More guilt paid my heart and my stomach. I never knew I would feel such feelings. I really had become a reclusive hermit, shutting off my heart because I didn't want the world to know me. All because I didn't want my life on display. I locked myself away and lived my life like a nun. Maybe it was time to change all that.

“Yeah. I mean, I’m in the middle of this really important paper and she texted me but I didn’t know it was urgent like this until I actually read the text. As soon as I did, I called her right away, but her voicemail went straight through.”

She gently placed her hand on my shoulder, a sisterly touch I missed.

“Yeah it's not easy flying from Tahiti reception wise. She should be arriving in the next twelve hours. It's okay, you know.” Her words rang to my heart and her firmer grasp caused me to jump.

“Barely seen him. It's natural to be nervous.”

“I'm fine. I'm fine.” The defenses went up.

“All I care about is you guys…Kate?”

“Yeah?”

“If there's one thing my father's death, his sudden passing, has taught me, don't let time go by. Don't make the mistake thinking time will always be there on your side.”

Chapter 4

BRADLEY

* * *

A storm was coming. One of those dangerous nor ‘easters that shuts down the city and leaves millions without power.
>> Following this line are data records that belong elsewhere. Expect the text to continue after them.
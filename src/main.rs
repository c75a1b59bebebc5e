// log-follow - main.rs
//
// Application entry point. Handles:
// 1. CLI argument parsing
// 2. config.toml loading and logging initialisation
// 3. Source resolution (named environment + ad-hoc --source entries)
// 4. eframe dashboard launch

mod gui;

// Re-export modules from the library crate so that `gui.rs` can keep using
// `crate::app::...`, `crate::core::...` etc.
pub use log_follow::app;
pub use log_follow::core;
pub use log_follow::platform;
pub use log_follow::ui;
pub use log_follow::util;

use crate::app::tail::TailConfig;
use crate::core::model::{CatchupPolicy, LogSource};
use crate::platform::config::AppConfig;
use crate::util::constants;
use crate::util::error::EnvironmentError;
use clap::Parser;
use std::path::PathBuf;
use std::time::Duration;

/// log-follow - watch several live log files side by side.
///
/// Press 1-9 to show one log full screen, 0 to return to the split view,
/// q to quit.
#[derive(Parser, Debug)]
#[command(name = "log-follow", version, about)]
struct Cli {
    /// Environment whose logs to follow, as named under [environments] in config.toml.
    #[arg(default_value = constants::DEFAULT_ENVIRONMENT)]
    target: String,

    /// Additional source to follow (repeatable).
    #[arg(short = 's', long = "source", value_name = "TITLE=PATH")]
    sources: Vec<String>,

    /// Config file to use instead of the platform default.
    #[arg(short = 'c', long = "config")]
    config: Option<PathBuf>,

    /// Start each source this many lines from its end.
    #[arg(long = "catchup-lines", conflicts_with = "catchup_bytes")]
    catchup_lines: Option<usize>,

    /// Start each source this many bytes from its end (first line may be partial).
    #[arg(long = "catchup-bytes")]
    catchup_bytes: Option<u64>,

    /// Poll interval per source, in milliseconds.
    #[arg(long = "poll-ms")]
    poll_ms: Option<u64>,

    /// Keep at most this many lines per source (0 = unbounded).
    #[arg(long = "max-lines")]
    max_lines: Option<usize>,

    /// Enable debug logging (equivalent to RUST_LOG=debug).
    #[arg(short = 'd', long = "debug")]
    debug: bool,
}

/// Environment sources plus any `--source TITLE=PATH` entries.
fn resolve_sources(cli: &Cli, config: &AppConfig) -> Result<Vec<LogSource>, EnvironmentError> {
    let extra = cli
        .sources
        .iter()
        .map(|spec| {
            LogSource::parse_spec(spec)
                .ok_or_else(|| EnvironmentError::InvalidSourceSpec { spec: spec.clone() })
        })
        .collect::<Result<Vec<_>, _>>()?;

    config.resolve_sources(&cli.target, &extra)
}

/// Worker settings: CLI flags override config.toml values, then clamp.
fn build_tail_config(cli: &Cli, config: &AppConfig) -> TailConfig {
    let poll_ms = cli
        .poll_ms
        .unwrap_or(config.poll_interval_ms)
        .clamp(constants::MIN_TAIL_POLL_INTERVAL_MS, constants::MAX_TAIL_POLL_INTERVAL_MS);

    // Either catch-up flag picks its mode, whatever config.toml selected.
    let catchup = match (cli.catchup_lines, cli.catchup_bytes) {
        (_, Some(bytes)) => CatchupPolicy::Bytes(bytes.min(constants::MAX_CATCHUP_BYTES)),
        (Some(lines), None) => CatchupPolicy::Lines(lines.min(constants::MAX_CATCHUP_LINES)),
        (None, None) => config.catchup,
    };

    TailConfig {
        poll_interval: Duration::from_millis(poll_ms),
        catchup,
        max_read_bytes_per_poll: config.max_read_bytes_per_poll,
    }
}

/// Per-source line cap: `--max-lines` over config.toml, clamped.
fn effective_max_lines(cli: &Cli, config: &AppConfig) -> usize {
    cli.max_lines
        .unwrap_or(config.max_lines)
        .min(constants::ABSOLUTE_MAX_LINES)
}

fn main() {
    let cli = Cli::parse();

    // Config is read before logging starts so its [logging] level applies;
    // warnings are collected and emitted once the subscriber is up.
    let config_path = cli
        .config
        .clone()
        .unwrap_or_else(|| crate::platform::config::PlatformPaths::resolve().config_file());
    let (config, config_warnings) = crate::platform::config::load_config(&config_path);

    crate::util::logging::init(cli.debug, config.log_level.as_deref());

    tracing::info!(
        version = constants::APP_VERSION,
        debug = cli.debug,
        config = %config_path.display(),
        environment = %cli.target,
        "log-follow starting"
    );
    for warning in &config_warnings {
        tracing::warn!(warning = %warning, "Config warning");
    }

    let sources = match resolve_sources(&cli, &config) {
        Ok(s) => s,
        Err(e) => {
            tracing::error!(error = %e, "Cannot resolve sources");
            eprintln!("Error: {e}");
            std::process::exit(2);
        }
    };

    let tail_config = build_tail_config(&cli, &config);
    let max_lines = effective_max_lines(&cli, &config);

    for source in &sources {
        tracing::info!(title = %source.title, path = %source.path.display(), "Following");
    }

    let mut state = crate::app::state::AppState::new(cli.target.clone(), sources, max_lines);
    state.dark_mode = config.dark_mode;
    state.font_size = config.font_size;
    for warning in config_warnings {
        state.push_warning(warning);
    }

    let native_options = eframe::NativeOptions {
        viewport: egui::ViewportBuilder::default()
            .with_title(state.window_title())
            .with_inner_size(crate::ui::theme::WINDOW_SIZE)
            .with_min_inner_size(crate::ui::theme::MIN_WINDOW_SIZE),
        ..Default::default()
    };

    let dark_mode = config.dark_mode;
    let result = eframe::run_native(
        constants::APP_NAME,
        native_options,
        Box::new(move |cc| {
            cc.egui_ctx.set_visuals(if dark_mode {
                egui::Visuals::dark()
            } else {
                egui::Visuals::light()
            });
            Ok(Box::new(gui::LogFollowApp::new(state, &tail_config)))
        }),
    );

    if let Err(e) = result {
        tracing::error!(error = %e, "Failed to launch dashboard");
        eprintln!("Error: failed to launch log-follow: {e}");
        std::process::exit(1);
    }
}
// log-follow - util/error.rs
//
// Typed errors, one enum per concern, with context-preserving error chains.
// No string-based error propagation; every variant keeps its cause so
// diagnostic logging can print the full chain.

use std::fmt;
use std::io;
use std::path::PathBuf;

// ---------------------------------------------------------------------------
// Source errors
// ---------------------------------------------------------------------------

/// Errors raised while positioning or reading a tailed file.
///
/// None of these are fatal: the worker owning the source logs them and the
/// source simply contributes no lines.
#[derive(Debug)]
pub enum SourceError {
    /// The file could not be opened (missing, permission denied, ...).
    Open { path: PathBuf, source: io::Error },

    /// The one-time catch-up scan over existing content failed.
    Scan { path: PathBuf, source: io::Error },

    /// Seeking to the catch-up position failed.
    Seek {
        path: PathBuf,
        offset: u64,
        source: io::Error,
    },

    /// Reading new records failed.
    Read {
        path: PathBuf,
        offset: u64,
        source: io::Error,
    },
}

impl fmt::Display for SourceError {
    fn fmt(&self, f: &mut fmt::Formatter<'_>) -> fmt::Result {
        match self {
            Self::Open { path, source } => {
                write!(f, "Cannot open '{}': {source}", path.display())
            }
            Self::Scan { path, source } => {
                write!(f, "Catch-up scan of '{}' failed: {source}", path.display())
            }
            Self::Seek {
                path,
                offset,
                source,
            } => write!(
                f,
                "Cannot seek '{}' to byte {offset}: {source}",
                path.display()
            ),
            Self::Read {
                path,
                offset,
                source,
            } => write!(
                f,
                "Read error on '{}' at byte {offset}: {source}",
                path.display()
            ),
        }
    }
}

impl std::error::Error for SourceError {
    fn source(&self) -> Option<&(dyn std::error::Error + 'static)> {
        match self {
            Self::Open { source, .. }
            | Self::Scan { source, .. }
            | Self::Seek { source, .. }
            | Self::Read { source, .. } => Some(source),
        }
    }
}


// ---------------------------------------------------------------------------
// Config errors
// ---------------------------------------------------------------------------

/// Errors related to configuration loading.
#[derive(Debug)]
pub enum ConfigError {
    /// TOML parsing failed.
    TomlParse {
        path: PathBuf,
        source: toml::de::Error,
    },

    /// A config value is out of the allowed range.
    ValueOutOfRange {
        field: String,
        value: String,
        expected: String,
    },

    /// I/O error reading config file.
    Io { path: PathBuf, source: io::Error },
}

impl fmt::Display for ConfigError {
    fn fmt(&self, f: &mut fmt::Formatter<'_>) -> fmt::Result {
        match self {
            Self::TomlParse { path, source } => {
                write!(f, "Config parse error '{}': {source}", path.display())
            }
            Self::ValueOutOfRange {
                field,
                value,
                expected,
            } => write!(
                f,
                "Config '{field}' = '{value}' is out of range. Expected: {expected}"
            ),
            Self::Io { path, source } => {
                write!(f, "Config I/O error '{}': {source}", path.display())
            }
        }
    }
}

impl std::error::Error for ConfigError {
    fn source(&self) -> Option<&(dyn std::error::Error + 'static)> {
        match self {
            Self::TomlParse { source, .. } => Some(source),
            Self::Io { source, .. } => Some(source),
            _ => None,
        }
    }
}


// ---------------------------------------------------------------------------
// Environment errors
// ---------------------------------------------------------------------------

/// Errors resolving the list of sources to follow.
#[derive(Debug)]
pub enum EnvironmentError {
    /// The named environment is not defined in the configuration.
    UnknownEnvironment {
        name: String,
        available: Vec<String>,
    },

    /// The environment resolved to zero sources.
    NoSources { name: String },

    /// A `--source` argument was not of the form `TITLE=PATH`.
    InvalidSourceSpec { spec: String },
}

impl fmt::Display for EnvironmentError {
    fn fmt(&self, f: &mut fmt::Formatter<'_>) -> fmt::Result {
        match self {
            Self::UnknownEnvironment { name, available } => {
                if available.is_empty() {
                    write!(
                        f,
                        "Unknown environment '{name}': no environments are configured. \
                         Define [environments.{name}] in config.toml or pass --source TITLE=PATH."
                    )
                } else {
                    write!(
                        f,
                        "Unknown environment '{name}'. Available: {}",
                        available.join(", ")
                    )
                }
            }
            Self::NoSources { name } => {
                write!(f, "Environment '{name}' has no sources to follow")
            }
            Self::InvalidSourceSpec { spec } => {
                write!(f, "Invalid source '{spec}': expected TITLE=PATH")
            }
        }
    }
}

impl std::error::Error for EnvironmentError {}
At least a foot of snow with blizzard strength was expected in the city and citizens were warned ahead of time by the mayor to prepare their homes and families in advance, to not let freezing to death become an option, because it could be an option if one wasn’t prepared. From boarding their homes, to evacuating if need be, there was a lot to do. Evacuating was a possibility and we would all know within the next twenty-four hours from the emergency advisory out in the Hamptons.

But we Rainshaws would not have to evacuate due to our spectacular generator. The property was as dependable as a hospital during a natural disaster. My father made sure of it. If there was one thing he hated, it was chaos. I was always convinced he had prepared for the apocalypse. That or if he ever had to go into hiding from shady deals, he?

??d be able to survive if his enemies went as far as to barricade him in. Well, now I’d never know. Hell, I did know. Who was I kidding? The enemy did get him in the long run; he was robbed of his life, an early death. It was a heart attack, and it was stress-induced. Fucking horrible.

Such preparation on his end, however, made our family fine but the roads would not be safe to travel for all of our guests, thus we had to combine all services and funeral activities into one day. One day filled with strange hugs, stiff handshakes, stories from people I’d never see again about my father this time on the yacht, or that other time in the board room. Ah, he wasn’t the great bull shark all the time. There were moments I loved. I’d miss. The lump in my throat caught and I thought of her to appease the weight. Such emotion turned into fucking butterflies.

My overactive futuristic mind already thought about it after this full day: we’d be snowbound. We. As in she and me. In the same house. Snowbound. But I couldn’t think that far. No.

I had to get my head out of that fact and back on the present.

So we made it all a full day, then—a viewing at 9 AM, funeral at 1, and then an immediate wake at our home. I had to deal with so many schmucks who didn’t give a damn about my family, who only cared about the money my father provided.

It was an early day, one that required my best foot forward and my most stellar poker face to date while I received them all, as I stood feeling every emotion imaginable.